Hepadnavirus infection requires interaction between the viral pre-S domain and a specific hepatocellular receptor.

To better define the molecules involved in the initial interaction between hepadnaviruses and hepatocytes, we performed binding and infectivity studies with the duck hepatitis B virus (DHBV) and cultured primary duck hepatocytes. In competition experiments with naturally occurring subviral particles containing DHBV surface proteins, these DNA-free particles were found to interfere with viral infectivity if used at sufficiently high concentrations. In direct binding saturation experiments with radiolabelled subviral particles, a biphasic titration curve containing a saturable component was obtained.
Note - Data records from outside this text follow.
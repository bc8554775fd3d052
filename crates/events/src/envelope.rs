use serde::{Deserialize, Serialize};
use uuid::Uuid;

use tilestock_core::{LocationId, ProductId};

/// Envelope for an event, carrying the stock stream it belongs to.
///
/// A stream is one `(product, location)` inventory record. `sequence_number`
/// is the record version the change produced, so consumers can discard
/// stale or duplicated deliveries per stream.
#[derive(Debug, Clone, PartialEq, Eq, Serialize, Deserialize)]
pub struct EventEnvelope<E> {
    event_id: Uuid,
    event_type: String,

    product_id: ProductId,
    location_id: LocationId,

    /// Record version after the change (0 when the event is not tied to a record mutation).
    sequence_number: u64,

    payload: E,
}

impl<E> EventEnvelope<E> {
    pub fn new(
        event_id: Uuid,
        event_type: impl Into<String>,
        product_id: ProductId,
        location_id: LocationId,
        sequence_number: u64,
        payload: E,
    ) -> Self {
        Self {
            event_id,
            event_type: event_type.into(),
            product_id,
            location_id,
            sequence_number,
            payload,
        }
    }

    pub fn event_id(&self) -> Uuid {
        self.event_id
    }

    pub fn event_type(&self) -> &str {
        &self.event_type
    }

    pub fn product_id(&self) -> ProductId {
        self.product_id
    }

    pub fn location_id(&self) -> LocationId {
        self.location_id
    }

    pub fn sequence_number(&self) -> u64 {
        self.sequence_number
    }

    pub fn payload(&self) -> &E {
        &self.payload
    }

    pub fn into_payload(self) -> E {
        self.payload
    }
}

/// Messages that belong to one `(product, location)` stock stream.
///
/// Lets subscribers filter a shared bus down to the records they display.
pub trait StreamScoped {
    fn stream(&self) -> (ProductId, LocationId);
}

impl<E> StreamScoped for EventEnvelope<E> {
    fn stream(&self) -> (ProductId, LocationId) {
        (self.product_id, self.location_id)
    }
}
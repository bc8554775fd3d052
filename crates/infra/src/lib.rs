//! Infrastructure layer: stores, services, background workers, config.
//!
//! ```text
//! caller → InventoryService
//!            ├─ AdjustmentFacade ──┐
//!            └─ ReservationManager ┴─ StockTransaction::commit (record + ledger + reservation)
//!                                       └─ after commit: StockNotifier, AlertEvaluator
//! ExpirySweeper (thread) → ReservationManager::release(expired)
//! ```

pub mod clock;
pub mod config;
pub mod error;
pub mod notify;
pub mod retry;
pub mod services;
pub mod store;
pub mod workers;

#[cfg(test)]
mod integration_tests;

pub use clock::{Clock, ManualClock, SystemClock};
pub use config::{ConfigError, InventoryConfig};
pub use error::{StockError, StoreError};
pub use notify::{BusObserver, StockNotifier, StockObserver};
pub use retry::{BackoffStrategy, RetryPolicy};
pub use services::{
    AdjustmentFacade, AlertEvaluator, InventoryService, LedgerAudit, ReceiveBatch,
    ReleaseOutcome, ReservationManager, StockAdjustment, StockContext, Transfer,
};
pub use store::{InMemoryStockStore, StockChange, StockStore};
pub use workers::{ExpirySweeper, SweepReport, SweeperHandle};
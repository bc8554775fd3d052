//! Process-wide logging setup shared by the binaries.

/// Initialize tracing for the process from `RUST_LOG` and
/// `TILESTOCK_LOG_FORMAT`.
///
/// Safe to call multiple times; later calls are no-ops.
pub fn init() {
    tracing::init();
}

/// Subscriber configuration (filter, output format).
pub mod tracing;

pub use tracing::{LogFormat, UnknownLogFormat};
Quantitative evaluation of both the binding and the infectivity data indicates that the duck hepatocyte presents about 10(4) high-affinity binding sites for viral and subviral particles. Binding to these productive sites may be preceded by reversible virus attachment to a large number of less specific, nonsaturable primary binding sites. To identify which of the viral envelope proteins is responsible for hepatocyte-specific attachment, subviral particles containing only one of the two DHBV surface proteins were produced in Saccharomyces cerevisiae. In infectivity competition experiments, only particles containing the large pre-S/S protein were found to markedly reduce the efficiency of DHBV infection, while particles containing the small S protein had only a minor effect. Similarly, physical binding of radiolabelled serum-derived subviral particles to primary duck hepatocytes was inhibited well only by the yeast-derived pre-S/S particles. Together, these results strongly support the notion that hepadnaviral infection is initiated by specific attachment of the pre-S domain of the large DHBV envelope protein to a limited number of hepatocellular binding sites.